Differentially expressed RBPs potentially affect AS of wound healing-associated genes in KPI and HC. (A) Venn diagram showing the overlap of DEG and RBP. (B) The Heatmap showing the expression profile of HC-specific DERBP. (C) The Heatmap showing the expression profile of KPI-specific DERBP.(D) Bar plot showing the most enriched GO biological process results of RAS co-expressed by specific DERBP in the HC group. Cutoffs of p ≤ 0.01 and Pearson coefficient ≥0.6 or ≤ −0.6 were applied to identify the co-expression pairs. (E) Bar plot showing the most enriched GO biological process results of RAS co-expressed by specific DERBP in the KPI group.
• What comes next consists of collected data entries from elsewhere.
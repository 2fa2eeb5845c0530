//! One store per entity kind, built once at start-up.
//!
//! The registry owns the identity channel every store reads the signed-in
//! owner from. Changing the owner (sign-in as someone else, sign-out)
//! publishes the new owner, then clears all stores.
use std::{fmt, sync::Arc};

use api_types::{
    OwnerId, budget::Budget, category::Category, payment_method::PaymentMethod,
    stock::StockPosition, subscription::Subscription, transaction::Transaction,
    watchlist::Watchlist,
};
use tokio::sync::watch;
use tracing::info;

use crate::{backend::Backend, store::EntityStore};

#[derive(Clone, Copy, Debug, PartialEq, Eq, Hash)]
pub enum EntityKind {
    Categories,
    PaymentMethods,
    Subscriptions,
    Transactions,
    StockPositions,
    Watchlists,
    Budgets,
}

impl EntityKind {
    pub const ALL: [EntityKind; 7] = [
        Self::Categories,
        Self::PaymentMethods,
        Self::Subscriptions,
        Self::Transactions,
        Self::StockPositions,
        Self::Watchlists,
        Self::Budgets,
    ];

    pub fn as_str(self) -> &'static str {
        match self {
            Self::Categories => "categories",
            Self::PaymentMethods => "payment_methods",
            Self::Subscriptions => "subscriptions",
            Self::Transactions => "transactions",
            Self::StockPositions => "stock_positions",
            Self::Watchlists => "watchlists",
            Self::Budgets => "budgets",
        }
    }
}

impl fmt::Display for EntityKind {
    fn fmt(&self, f: &mut fmt::Formatter<'_>) -> fmt::Result {
        f.write_str(self.as_str())
    }
}

/// A backend able to serve every entity kind of the dashboard.
pub trait DashboardBackend:
    Backend<Category>
    + Backend<PaymentMethod>
    + Backend<Subscription>
    + Backend<Transaction>
    + Backend<StockPosition>
    + Backend<Watchlist>
    + Backend<Budget>
{
}

impl<B> DashboardBackend for B where
    B: Backend<Category>
        + Backend<PaymentMethod>
        + Backend<Subscription>
        + Backend<Transaction>
        + Backend<StockPosition>
        + Backend<Watchlist>
        + Backend<Budget>
{
}

pub struct StoreRegistry<B> {
    owner: watch::Sender<Option<OwnerId>>,
    pub categories: EntityStore<Category, B>,
    pub payment_methods: EntityStore<PaymentMethod, B>,
    pub subscriptions: EntityStore<Subscription, B>,
    pub transactions: EntityStore<Transaction, B>,
    pub stock_positions: EntityStore<StockPosition, B>,
    pub watchlists: EntityStore<Watchlist, B>,
    pub budgets: EntityStore<Budget, B>,
}

impl<B: DashboardBackend> StoreRegistry<B> {
    pub fn new(backend: Arc<B>) -> Self {
        let (owner, identity) = watch::channel(None);
        Self {
            categories: EntityStore::new(
                EntityKind::Categories,
                Arc::clone(&backend),
                identity.clone(),
            ),
            payment_methods: EntityStore::new(
                EntityKind::PaymentMethods,
                Arc::clone(&backend),
                identity.clone(),
            ),
            subscriptions: EntityStore::new(
                EntityKind::Subscriptions,
                Arc::clone(&backend),
                identity.clone(),
            ),
            transactions: EntityStore::new(
                EntityKind::Transactions,
                Arc::clone(&backend),
                identity.clone(),
            ),
            stock_positions: EntityStore::new(
                EntityKind::StockPositions,
                Arc::clone(&backend),
                identity.clone(),
            ),
            watchlists: EntityStore::new(
                EntityKind::Watchlists,
                Arc::clone(&backend),
                identity.clone(),
            ),
            budgets: EntityStore::new(EntityKind::Budgets, backend, identity),
            owner,
        }
    }

    pub fn owner(&self) -> Option<OwnerId> {
        *self.owner.borrow()
    }

    /// Subscribes to owner changes.
    pub fn identity(&self) -> watch::Receiver<Option<OwnerId>> {
        self.owner.subscribe()
    }

    pub async fn sign_in(&self, owner: OwnerId) {
        self.set_owner(Some(owner)).await;
    }

    pub async fn sign_out(&self) {
        self.set_owner(None).await;
    }

    async fn set_owner(&self, owner: Option<OwnerId>) {
        if self.owner() == owner {
            return;
        }
        // Published before the clear: a fetch still in flight sees the new
        // owner or the bumped epoch when it lands and is discarded.
        self.owner.send_replace(owner);
        self.reset_all().await;
        match owner {
            Some(owner) => info!(%owner, "owner changed, stores cleared"),
            None => info!("signed out, stores cleared"),
        }
    }

    pub async fn reset_all(&self) {
        tokio::join!(
            self.categories.reset_store(),
            self.payment_methods.reset_store(),
            self.subscriptions.reset_store(),
            self.transactions.reset_store(),
            self.stock_positions.reset_store(),
            self.watchlists.reset_store(),
            self.budgets.reset_store(),
        );
    }

    /// Refreshes every store concurrently. `true` only if all succeeded.
    pub async fn refresh_all(&self, show_loading: bool) -> bool {
        let results = tokio::join!(
            self.categories.refresh(show_loading),
            self.payment_methods.refresh(show_loading),
            self.subscriptions.refresh(show_loading),
            self.transactions.refresh(show_loading),
            self.stock_positions.refresh(show_loading),
            self.watchlists.refresh(show_loading),
            self.budgets.refresh(show_loading),
        );
        let (a, b, c, d, e, f, g) = results;
        a && b && c && d && e && f && g
    }
}
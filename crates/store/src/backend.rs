use std::future::Future;

use crate::error::BackendError;

/// Remote source of truth for one entity type.
///
/// Every method returns the server-confirmed state. Implementations decode
/// the wire format and report decode failures as
/// [`BackendError::Validation`], and aborted requests as
/// [`BackendError::Cancelled`].
pub trait Backend<T>: Send + Sync + 'static {
    fn fetch_all(&self) -> impl Future<Output = Result<Vec<T>, BackendError>> + Send;

    fn create_one(&self, payload: &T) -> impl Future<Output = Result<T, BackendError>> + Send;

    fn update_one(&self, payload: &T) -> impl Future<Output = Result<T, BackendError>> + Send;

    fn delete_one(&self, id: i64) -> impl Future<Output = Result<T, BackendError>> + Send;
}
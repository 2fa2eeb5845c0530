//! Monthly summary printed after the stores are loaded.
use std::io::{self, Write};

use api_types::Identified;
use chrono::NaiveDate;
use store::{
    DashboardBackend, EntityKind, EntityStore, StoreError, StoreRegistry,
    period::{BudgetProgress, budget_overview},
    schedule::{self, Direction},
};

const NEXT_PAYMENTS: usize = 5;

#[derive(Debug, Clone, PartialEq, Eq)]
pub struct NextPayment {
    pub date: NaiveDate,
    pub label: String,
    pub amount_minor: i64,
}

#[derive(Debug, Clone, PartialEq, Eq)]
pub struct BudgetLine {
    pub label: String,
    pub progress: BudgetProgress,
}

#[derive(Debug, Clone, PartialEq, Eq)]
pub struct StoreLine {
    pub kind: EntityKind,
    pub count: Option<usize>,
    pub error: Option<StoreError>,
}

#[derive(Debug, Clone, PartialEq, Eq)]
pub struct Summary {
    pub today: NaiveDate,
    pub upcoming_income: i64,
    pub upcoming_expenses: i64,
    pub monthly_income: i64,
    pub monthly_expenses: i64,
    pub next_payments: Vec<NextPayment>,
    pub budgets: Vec<BudgetLine>,
    pub stores: Vec<StoreLine>,
}

async fn store_line<T, B>(store: &EntityStore<T, B>) -> StoreLine
where
    T: Identified + Clone + Send + Sync,
{
    let snapshot = store.snapshot().await;
    StoreLine {
        kind: store.kind(),
        count: snapshot.data.as_ref().map(Vec::len),
        error: snapshot.error,
    }
}

pub async fn collect<B: DashboardBackend>(registry: &StoreRegistry<B>, today: NaiveDate) -> Summary {
    let subscriptions = registry.subscriptions.data().await.unwrap_or_default();
    let transactions = registry.transactions.data().await.unwrap_or_default();
    let budgets = registry.budgets.data().await.unwrap_or_default();

    let next_payments = schedule::upcoming_occurrences(&subscriptions, today)
        .into_iter()
        .take(NEXT_PAYMENTS)
        .map(|(date, sub)| NextPayment {
            date,
            label: sub.label.clone(),
            amount_minor: sub.amount_minor,
        })
        .collect();

    let budget_lines = budget_overview(&budgets, &transactions, today)
        .into_iter()
        .zip(&budgets)
        .map(|((_, progress), budget)| BudgetLine {
            label: budget.label.clone(),
            progress,
        })
        .collect();

    let stores = vec![
        store_line(&registry.categories).await,
        store_line(&registry.payment_methods).await,
        store_line(&registry.subscriptions).await,
        store_line(&registry.transactions).await,
        store_line(&registry.stock_positions).await,
        store_line(&registry.watchlists).await,
        store_line(&registry.budgets).await,
    ];

    Summary {
        today,
        upcoming_income: schedule::upcoming_income(&subscriptions, today),
        upcoming_expenses: schedule::upcoming_expenses(&subscriptions, today),
        monthly_income: schedule::monthly_total(Direction::Income, &subscriptions),
        monthly_expenses: schedule::monthly_total(Direction::Expenses, &subscriptions),
        next_payments,
        budgets: budget_lines,
        stores,
    }
}

/// Formats minor units as `1234.56`, keeping the sign.
pub fn format_minor(amount: i64) -> String {
    let sign = if amount < 0 { "-" } else { "" };
    let abs = amount.unsigned_abs();
    format!("{sign}{}.{:02}", abs / 100, abs % 100)
}

pub fn render(summary: &Summary, out: &mut impl Write) -> io::Result<()> {
    writeln!(out, "Dashboard for {}", summary.today)?;
    let loaded: Vec<String> = summary
        .stores
        .iter()
        .filter_map(|line| line.count.map(|count| format!("{} {count}", line.kind)))
        .collect();
    writeln!(out, "Loaded: {}", loaded.join(", "))?;
    writeln!(out)?;
    writeln!(out, "Subscriptions")?;
    writeln!(
        out,
        "  still due this month: +{} / -{}",
        format_minor(summary.upcoming_income),
        format_minor(summary.upcoming_expenses)
    )?;
    writeln!(
        out,
        "  monthly total:        +{} / -{}",
        format_minor(summary.monthly_income),
        format_minor(summary.monthly_expenses)
    )?;
    for payment in &summary.next_payments {
        writeln!(
            out,
            "  {}  {:<24} {:>12}",
            payment.date,
            payment.label,
            format_minor(payment.amount_minor)
        )?;
    }

    if !summary.budgets.is_empty() {
        writeln!(out)?;
        writeln!(out, "Budgets")?;
        for line in &summary.budgets {
            let marker = if line.progress.over_budget { " !" } else { "" };
            writeln!(
                out,
                "  {:<24} {:>12} of {:>12} spent, {} left{marker}",
                line.label,
                format_minor(line.progress.spent_minor),
                format_minor(line.progress.limit_minor),
                format_minor(line.progress.remaining_minor)
            )?;
        }
    }

    let failed: Vec<&StoreLine> = summary.stores.iter().filter(|s| s.error.is_some()).collect();
    if !failed.is_empty() {
        writeln!(out)?;
        writeln!(out, "Not refreshed")?;
        for line in failed {
            if let Some(err) = &line.error {
                writeln!(out, "  {}: {err}", line.kind)?;
            }
        }
    }
    Ok(())
}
Cutoffs of p ≤ 0.01 and Pearson coefficient ≥0.6 or ≤ −0.6 were applied to identify the co-expression pairs. (F) Network diagram showing the wound healing pathway of RAS co-expressed by specific DERBP in HC. (G) Network diagram showing the wound healing pathway of RAS co-expressed by specific DERBP in KPI. The red marked DERBP stands for Pearson coefficient ≥0.6.